A Preordered RNN Layer Boosts Neural Machine Translation in Low Resource Settings

Mohaddeseh Bastan
Stony Brook University
[email protected]
\AndShahram Khadivi
Amirkabir University of Technology
[email protected]
* Shahram Khadivi has contributed to this work when he was with Amirkabir University of Technology.

Abstract

Neural Machine Translation (NMT) models are strong enough to convey semantic and syntactic information from the source language to the target language. However, these models are suffering from the need for a large amount of data to learn the parameters. As a result, for languages with scarce data, these models are at risk of underperforming. We propose to augment attention based neural network with reordering information to alleviate the lack of data. This augmentation improves the translation quality for both English to Persian and Persian to English by up to 6% BLEU absolute over the baseline models.

1 Introduction

NMT has recently shown promising results in machine translation (Wu et al., 2016; Luong et al., 2015; Bastan et al., 2017). In statistical machine translation (SMT), the problem is decomposed into sub-models and each individual model is trained separately, while NMT is capable of training an end-to-end model. For instance, in SMT the reordering model is a feature that is trained separately and is used jointly with other features to improve the translation, while in NMT it is assumed that the model will learn the order of the words and phrases itself.

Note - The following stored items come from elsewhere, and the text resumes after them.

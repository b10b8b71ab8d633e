//! Collaborator seams the engine consumes
//!
//! The engine never talks HTTP itself. It hands an [`ApiRequest`] to a
//! [`Transport`] and receives the decoded body plus the cursor links parsed
//! from the response.

use crate::error::HttpError;
use async_trait::async_trait;
use parking_lot::RwLock;
use serde::{Deserialize, Serialize};
use std::collections::{BTreeMap, HashMap, HashSet};

#[derive(Debug, Clone, Copy, PartialEq, Eq, Hash, Serialize, Deserialize)]
#[serde(rename_all = "UPPERCASE")]
pub enum Method {
    Get,
    Post,
    Delete,
}

impl Method {
    pub fn as_str(&self) -> &'static str {
        match self {
            Method::Get => "GET",
            Method::Post => "POST",
            Method::Delete => "DELETE",
        }
    }
}

/// Opaque pagination position lifted from a response link.
///
/// Holds the query parameters of the `next` link (`max_id`, `offset`, ...)
/// that are merged into the following request.
#[derive(Debug, Clone, Default, PartialEq, Eq, Hash, Serialize, Deserialize)]
pub struct Cursor(pub BTreeMap<String, String>);

impl Cursor {
    pub fn new<K, V>(params: impl IntoIterator<Item = (K, V)>) -> Self
    where
        K: Into<String>,
        V: Into<String>,
    {
        Cursor(
            params
                .into_iter()
                .map(|(k, v)| (k.into(), v.into()))
                .collect(),
        )
    }

    pub fn max_id(id: impl Into<String>) -> Self {
        Cursor::new([("max_id", id.into())])
    }

    pub fn get(&self, name: &str) -> Option<&str> {
        self.0.get(name).map(String::as_str)
    }

    pub fn is_empty(&self) -> bool {
        self.0.is_empty()
    }

    pub fn params(&self) -> impl Iterator<Item = (&String, &String)> {
        self.0.iter()
    }
}

/// Pagination links of one response
#[derive(Debug, Clone, Default, PartialEq, Eq, Serialize, Deserialize)]
pub struct CursorLinks {
    pub next: Option<Cursor>,
    pub prev: Option<Cursor>,
}

/// One call against the remote API
#[derive(Debug, Clone, PartialEq, Eq, Serialize, Deserialize)]
pub struct ApiRequest {
    pub method: Method,
    /// Path relative to `/api/v{api_version}/`
    pub path: String,
    /// Query parameters; repeated names (`types[]`) are allowed
    pub params: Vec<(String, String)>,
    /// Form body fields
    pub form: Vec<(String, String)>,
    pub api_version: u8,
}

impl ApiRequest {
    pub fn new(method: Method, path: impl Into<String>) -> Self {
        Self {
            method,
            path: path.into(),
            params: Vec::new(),
            form: Vec::new(),
            api_version: 1,
        }
    }

    pub fn get(path: impl Into<String>) -> Self {
        Self::new(Method::Get, path)
    }

    pub fn post(path: impl Into<String>) -> Self {
        Self::new(Method::Post, path)
    }

    pub fn delete(path: impl Into<String>) -> Self {
        Self::new(Method::Delete, path)
    }

    pub fn param(mut self, name: impl Into<String>, value: impl Into<String>) -> Self {
        self.params.push((name.into(), value.into()));
        self
    }

    /// Set a parameter, replacing any earlier value with the same name
    pub fn set_param(mut self, name: impl Into<String>, value: impl Into<String>) -> Self {
        let name = name.into();
        self.params.retain(|(n, _)| *n != name);
        self.params.push((name, value.into()));
        self
    }

    pub fn form_field(mut self, name: impl Into<String>, value: impl Into<String>) -> Self {
        self.form.push((name.into(), value.into()));
        self
    }

    pub fn api_version(mut self, version: u8) -> Self {
        self.api_version = version;
        self
    }

    pub fn param_value(&self, name: &str) -> Option<&str> {
        self.params
            .iter()
            .find(|(n, _)| n == name)
            .map(|(_, v)| v.as_str())
    }
}

/// Decoded response: JSON body plus pagination links
#[derive(Debug, Clone, Default, PartialEq, Serialize, Deserialize)]
pub struct ApiResponse {
    pub body: serde_json::Value,
    pub links: CursorLinks,
}

impl ApiResponse {
    pub fn new(body: serde_json::Value) -> Self {
        Self {
            body,
            links: CursorLinks::default(),
        }
    }

    pub fn with_next(mut self, cursor: Cursor) -> Self {
        self.links.next = Some(cursor);
        self
    }
}

/// Typed request function against the active session's instance.
///
/// Fails fast with [`HttpError`] on any non-2xx or network failure.
#[async_trait]
pub trait Transport: Send + Sync {
    async fn request(&self, request: ApiRequest) -> Result<ApiResponse, HttpError>;
}

/// Feature-capability check for the active instance
pub trait Capabilities: Send + Sync {
    fn supports(&self, feature: &str) -> bool;
}

/// Account-scoped preference storage
pub trait PreferenceStore: Send + Sync {
    fn get(&self, key: &str) -> Option<serde_json::Value>;
    fn set(&self, key: &str, value: serde_json::Value);
}

/// Maps a status seen on a foreign instance to the local instance's id
#[async_trait]
pub trait StatusLookup: Send + Sync {
    async fn resolve_remote_status(&self, uri: &str) -> Result<Option<String>, HttpError>;
}

/// Fixed capability set, resolved once per session
#[derive(Debug, Clone, Default)]
pub struct StaticCapabilities {
    features: HashSet<String>,
}

impl StaticCapabilities {
    pub fn new<I, S>(features: I) -> Self
    where
        I: IntoIterator<Item = S>,
        S: Into<String>,
    {
        Self {
            features: features.into_iter().map(Into::into).collect(),
        }
    }
}

impl Capabilities for StaticCapabilities {
    fn supports(&self, feature: &str) -> bool {
        self.features.contains(feature)
    }
}

/// Process-local preference store
#[derive(Debug, Default)]
pub struct MemoryPreferences {
    values: RwLock<HashMap<String, serde_json::Value>>,
}

impl MemoryPreferences {
    pub fn new() -> Self {
        Self::default()
    }
}

impl PreferenceStore for MemoryPreferences {
    fn get(&self, key: &str) -> Option<serde_json::Value> {
        self.values.read().get(key).cloned()
    }

    fn set(&self, key: &str, value: serde_json::Value) {
        self.values.write().insert(key.to_string(), value);
    }
}

/// Lookup for sessions that never see foreign-instance statuses
#[derive(Debug, Clone, Copy, Default)]
pub struct NoLookup;

#[async_trait]
impl StatusLookup for NoLookup {
    async fn resolve_remote_status(&self, _uri: &str) -> Result<Option<String>, HttpError> {
        Ok(None)
    }
}
//! Feed cache with single-flight fetches
//!
//! Entries live in a `DashMap` keyed by [`FeedKey`]; every write to an entry
//! happens under its shard lock. Fetches run on detached tokio tasks and are
//! shared through `futures::future::Shared`, so concurrent callers for one
//! key attach to the same transport call and a caller that stops awaiting
//! does not abort it.

mod entry;

pub use entry::{CacheEntry, FetchStart, ItemEdit, RestoreMode, Touched};

use crate::error::{HttpError, TimelineError, TimelineResult};
use crate::feed_key::{FeedKey, FeedKeyPrefix};
use crate::metrics::TimelineMetrics;
use crate::model::{Item, Page};
use crate::paginator::{FetchDirection, Paginator};
use crate::ports::Cursor;
use dashmap::mapref::entry::Entry;
use dashmap::DashMap;
use entry::EntrySlot;
use futures::future::{BoxFuture, FutureExt, Shared};
use std::sync::atomic::{AtomicU64, Ordering};
use std::sync::Arc;
use tracing::{debug, info, warn};

/// Result of one fetch request
#[derive(Debug, Clone, Copy, PartialEq, Eq)]
pub enum FetchOutcome {
    Fetched { new_items: usize, has_next: bool },
    /// The last page has no cursor; nothing was requested
    NoNextPage,
}

/// Pre-write state of one entry, captured by [`TimelineCache::apply_everywhere`]
#[derive(Debug, Clone)]
pub struct EntrySnapshot {
    key: FeedKey,
    entry: CacheEntry,
    applied_revision: u64,
    touched: Touched,
}

impl EntrySnapshot {
    pub fn key(&self) -> &FeedKey {
        &self.key
    }

    /// The entry as it was before the write
    pub fn entry(&self) -> &CacheEntry {
        &self.entry
    }

    pub fn touched(&self) -> &Touched {
        &self.touched
    }
}

type SharedFetch = Shared<BoxFuture<'static, TimelineResult<FetchOutcome>>>;

#[derive(Clone)]
struct InFlight {
    id: u64,
    direction: FetchDirection,
    result: SharedFetch,
}

struct CacheInner {
    entries: DashMap<FeedKey, EntrySlot>,
    in_flight: DashMap<FeedKey, InFlight>,
    paginator: Paginator,
    metrics: TimelineMetrics,
    next_flight_id: AtomicU64,
}

/// Shared feed cache. Cloning is cheap; clones see the same entries.
#[derive(Clone)]
pub struct TimelineCache {
    inner: Arc<CacheInner>,
}

enum FetchPlan {
    Request {
        cursor: Option<Cursor>,
        settle_as: FetchDirection,
        start: FetchStart,
    },
    Exhausted,
}

impl TimelineCache {
    pub fn new(paginator: Paginator) -> Self {
        Self {
            inner: Arc::new(CacheInner {
                entries: DashMap::new(),
                in_flight: DashMap::new(),
                paginator,
                metrics: TimelineMetrics::new(),
                next_flight_id: AtomicU64::new(1),
            }),
        }
    }

    pub fn paginator(&self) -> &Paginator {
        &self.inner.paginator
    }

    /// Cached pages for `key`, empty when nothing was fetched yet
    pub fn get(&self, key: &FeedKey) -> Vec<Page> {
        self.inner
            .entries
            .get(key)
            .map(|slot| slot.entry.pages.clone())
            .unwrap_or_default()
    }

    pub fn entry(&self, key: &FeedKey) -> Option<CacheEntry> {
        self.inner.entries.get(key).map(|slot| slot.entry.clone())
    }

    /// Flattened items of every page, in display order
    pub fn items(&self, key: &FeedKey) -> Vec<Item> {
        self.inner
            .entries
            .get(key)
            .map(|slot| slot.entry.items().cloned().collect())
            .unwrap_or_default()
    }

    pub fn contains(&self, key: &FeedKey) -> bool {
        self.inner.entries.contains_key(key)
    }

    pub fn keys(&self) -> Vec<FeedKey> {
        self.inner.entries.iter().map(|e| e.key().clone()).collect()
    }

    /// Read-only walk over every cached item of every entry
    pub fn visit_items(&self, visit: &mut dyn FnMut(&FeedKey, &Item)) {
        for slot in self.inner.entries.iter() {
            for item in slot.entry.items() {
                visit(slot.key(), item);
            }
        }
    }

    pub fn is_stale(&self, key: &FeedKey) -> bool {
        self.inner
            .entries
            .get(key)
            .map(|slot| slot.entry.stale)
            .unwrap_or(false)
    }

    /// Absent, never loaded, or stale
    pub fn needs_revalidation(&self, key: &FeedKey) -> bool {
        match self.inner.entries.get(key) {
            Some(slot) => !slot.loaded || slot.entry.stale,
            None => true,
        }
    }

    /// Whether `fetch_next` would issue a request
    pub fn has_next(&self, key: &FeedKey) -> bool {
        match self.inner.entries.get(key) {
            Some(slot) if slot.loaded => slot.entry.has_next(),
            _ => true,
        }
    }

    /// The latest fetch of `key` failed and nothing settled or invalidated it since
    pub fn last_fetch_failed(&self, key: &FeedKey) -> bool {
        self.inner
            .entries
            .get(key)
            .map(|slot| slot.failed)
            .unwrap_or(false)
    }

    pub fn is_fetching(&self, key: &FeedKey) -> bool {
        self.inner.in_flight.contains_key(key)
    }

    pub async fn fetch_next(&self, key: &FeedKey) -> TimelineResult<FetchOutcome> {
        self.fetch(key, FetchDirection::Next).await
    }

    pub async fn fetch_newest(&self, key: &FeedKey) -> TimelineResult<FetchOutcome> {
        self.fetch(key, FetchDirection::Newest).await
    }

    /// Fetch one page, attaching to an in-flight fetch of the same key.
    ///
    /// A caller asking for the other direction waits for the running fetch
    /// to settle and then issues its own.
    pub async fn fetch(&self, key: &FeedKey, direction: FetchDirection) -> TimelineResult<FetchOutcome> {
        key.validate()?;

        loop {
            let (flight, joined) = match self.inner.in_flight.entry(key.clone()) {
                Entry::Occupied(occupied) => (occupied.get().clone(), true),
                Entry::Vacant(vacant) => match self.plan(key, direction) {
                    FetchPlan::Exhausted => {
                        debug!(feed = %key, "No next page");
                        return Ok(FetchOutcome::NoNextPage);
                    }
                    FetchPlan::Request {
                        cursor,
                        settle_as,
                        start,
                    } => {
                        let flight = self.spawn_fetch(key.clone(), direction, settle_as, cursor, start);
                        vacant.insert(flight.clone());
                        (flight, false)
                    }
                },
            };

            if !joined {
                return flight.result.await;
            }

            let kind = key.kind();
            self.inner.metrics.record_single_flight_join(kind.as_str());
            debug!(
                feed = %key,
                requested = %direction,
                in_flight = %flight.direction,
                "Attached to in-flight fetch"
            );

            let result = flight.result.await;
            if flight.direction == direction {
                return result;
            }
        }
    }

    fn plan(&self, key: &FeedKey, direction: FetchDirection) -> FetchPlan {
        let slot = self.inner.entries.entry(key.clone()).or_default();
        let start = slot.fetch_start();

        match direction {
            FetchDirection::Newest => FetchPlan::Request {
                cursor: None,
                settle_as: FetchDirection::Newest,
                start,
            },
            FetchDirection::Next => match slot.entry.pages.last() {
                None => FetchPlan::Request {
                    cursor: None,
                    settle_as: FetchDirection::Newest,
                    start,
                },
                Some(Page {
                    next_cursor: Some(cursor),
                    ..
                }) => FetchPlan::Request {
                    cursor: Some(cursor.clone()),
                    settle_as: FetchDirection::Next,
                    start,
                },
                Some(_) => FetchPlan::Exhausted,
            },
        }
    }

    fn spawn_fetch(
        &self,
        key: FeedKey,
        direction: FetchDirection,
        settle_as: FetchDirection,
        cursor: Option<Cursor>,
        start: FetchStart,
    ) -> InFlight {
        let id = self.inner.next_flight_id.fetch_add(1, Ordering::Relaxed);
        let kind = key.kind();
        self.inner
            .metrics
            .record_fetch(kind.as_str(), direction.as_str());

        let inner = self.inner.clone();
        let handle = tokio::spawn(async move {
            let outcome = match inner.paginator.fetch(&key, cursor).await {
                Ok(page) => {
                    let has_next = page.next_cursor.is_some();
                    let settled = inner
                        .entries
                        .get_mut(&key)
                        .map(|mut slot| slot.settle(settle_as, page, start));
                    match settled {
                        Some(new_items) => {
                            debug!(feed = %key, %direction, new_items, has_next, "Fetch settled");
                        }
                        None => debug!(feed = %key, "Entry removed during fetch, result dropped"),
                    }
                    Ok(FetchOutcome::Fetched {
                        new_items: settled.unwrap_or(0),
                        has_next,
                    })
                }
                Err(err) => {
                    warn!(feed = %key, %direction, error = %err, "Fetch failed");
                    inner
                        .metrics
                        .record_fetch_error(kind.as_str(), err.kind());
                    if let Some(mut slot) = inner.entries.get_mut(&key) {
                        slot.fetch_failed();
                    }
                    Err(err)
                }
            };
            inner.in_flight.remove_if(&key, |_, flight| flight.id == id);
            outcome
        });

        let result = handle
            .map(|joined| match joined {
                Ok(outcome) => outcome,
                Err(err) if err.is_panic() => std::panic::resume_unwind(err.into_panic()),
                Err(err) => Err(TimelineError::Transport(HttpError::network(format!(
                    "fetch task cancelled: {}",
                    err
                )))),
            })
            .boxed()
            .shared();

        InFlight {
            id,
            direction,
            result,
        }
    }

    /// Mark `key` stale; cached pages stay readable until the next fetch
    pub fn invalidate(&self, key: &FeedKey) -> bool {
        match self.inner.entries.get_mut(key) {
            Some(mut slot) => {
                slot.invalidate();
                self.inner.metrics.record_invalidation(key.kind().as_str());
                info!(feed = %key, "Invalidated feed");
                true
            }
            None => false,
        }
    }

    pub fn invalidate_prefix(&self, prefix: &FeedKeyPrefix) -> usize {
        let mut count = 0;
        for mut slot in self.inner.entries.iter_mut() {
            if prefix.matches(slot.key()) {
                slot.value_mut().invalidate();
                self.inner
                    .metrics
                    .record_invalidation(slot.key().kind().as_str());
                count += 1;
            }
        }
        if count > 0 {
            info!(prefix = ?prefix, count, "Invalidated feeds");
        }
        count
    }

    pub fn remove(&self, key: &FeedKey) -> Option<CacheEntry> {
        self.inner.entries.remove(key).map(|(_, slot)| slot.entry)
    }

    /// Transform one entry in place.
    ///
    /// Returns a snapshot when the transform changed anything; later fetch
    /// results are rebased onto the changed items instead of replacing them.
    pub fn set_entry(&self, key: &FeedKey, transform: impl FnOnce(&mut CacheEntry)) -> Option<EntrySnapshot> {
        let mut slot = self.inner.entries.get_mut(key)?;
        let before = slot.entry.clone();
        let revision = slot.revision;
        let touched = slot.apply_entry(transform);
        if slot.revision == revision {
            return None;
        }
        Some(EntrySnapshot {
            key: key.clone(),
            entry: before,
            applied_revision: slot.revision,
            touched,
        })
    }

    /// Run `edit` over every item of every entry.
    ///
    /// Returns one snapshot per entry the edit changed.
    pub fn apply_everywhere(&self, edit: &mut dyn FnMut(&mut Item) -> ItemEdit) -> Vec<EntrySnapshot> {
        let mut snapshots = Vec::new();
        for mut slot in self.inner.entries.iter_mut() {
            let before = slot.entry.clone();
            let touched = slot.apply_items(edit);
            if touched.is_empty() {
                continue;
            }
            debug!(
                feed = %slot.key(),
                modified = touched.modified.len(),
                removed = touched.removed.len(),
                "Applied optimistic write"
            );
            snapshots.push(EntrySnapshot {
                key: slot.key().clone(),
                entry: before,
                applied_revision: slot.revision,
                touched,
            });
        }
        snapshots
    }

    /// Undo the write captured by `snapshot`; `None` when the entry is gone
    pub fn restore(&self, snapshot: &EntrySnapshot) -> Option<RestoreMode> {
        let mut slot = self.inner.entries.get_mut(&snapshot.key)?;
        let mode = slot.restore(&snapshot.entry, snapshot.applied_revision, &snapshot.touched);
        debug!(feed = %snapshot.key, mode = ?mode, "Restored entry");
        Some(mode)
    }
}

Sequence-to-sequence NMT models consist of two parts, an encoder to encode the input sequence to the hidden state and a decoder that decodes the hidden state to get the output sequence Cho et al. (2014); Bahdanau et al. (2014). The encoder model is a bidirectional RNN, the source sentence is processed once from the beginning to the end and once in parallel from the end to the beginning. One of the ideas that have not been well-explored in NMT so far is the use of existing reordering models in SMT. We propose to add another layer to the encoder that includes reordering information. The intuition behind our proposal comes from the improvement achieved by bidirectional encoder model. If processing the source sentence in both directions help sequence-to-sequence model to learn better representation of the context in hidden states, adding the order of the input words as they are appearing in the output sequence as another layer may also help the model to learn a better representation in both context vectors and hidden states. In this paper we investigate this hypothesis that another layer in the encoder to process a preordered sentence can outperform both encoder architecture with two or three RNN layers. We empirically show in the experiments that adding the reordering information to NMT can improve the translation quality when we are in shortage of data.
There are a few attempts to improve the SMT using neural reordering models Cui et al. (2015); Li et al. (2014, 2013); Aghasadeghi and Bastan (2015). In Zhang et al. (2017), three distortion models been studied to incorporate the word reordering knowledge into NMT. They used reordering information to mainly improve the attention mechanism.
In this paper, we are using a soft reordering model to improve the bidirectional attention based NMT. This model consists of two different parts. The first part is creating the soft reordering information using the input and output sequence, the second part is using this information in the attention based NMT.
The rest of the paper is as follow, in section 2 a review of sequence-to-sequence NMT is provided, in section 3 the preordered model is proposed, section 4 explains the experiments and results, and section 5 concludes the paper.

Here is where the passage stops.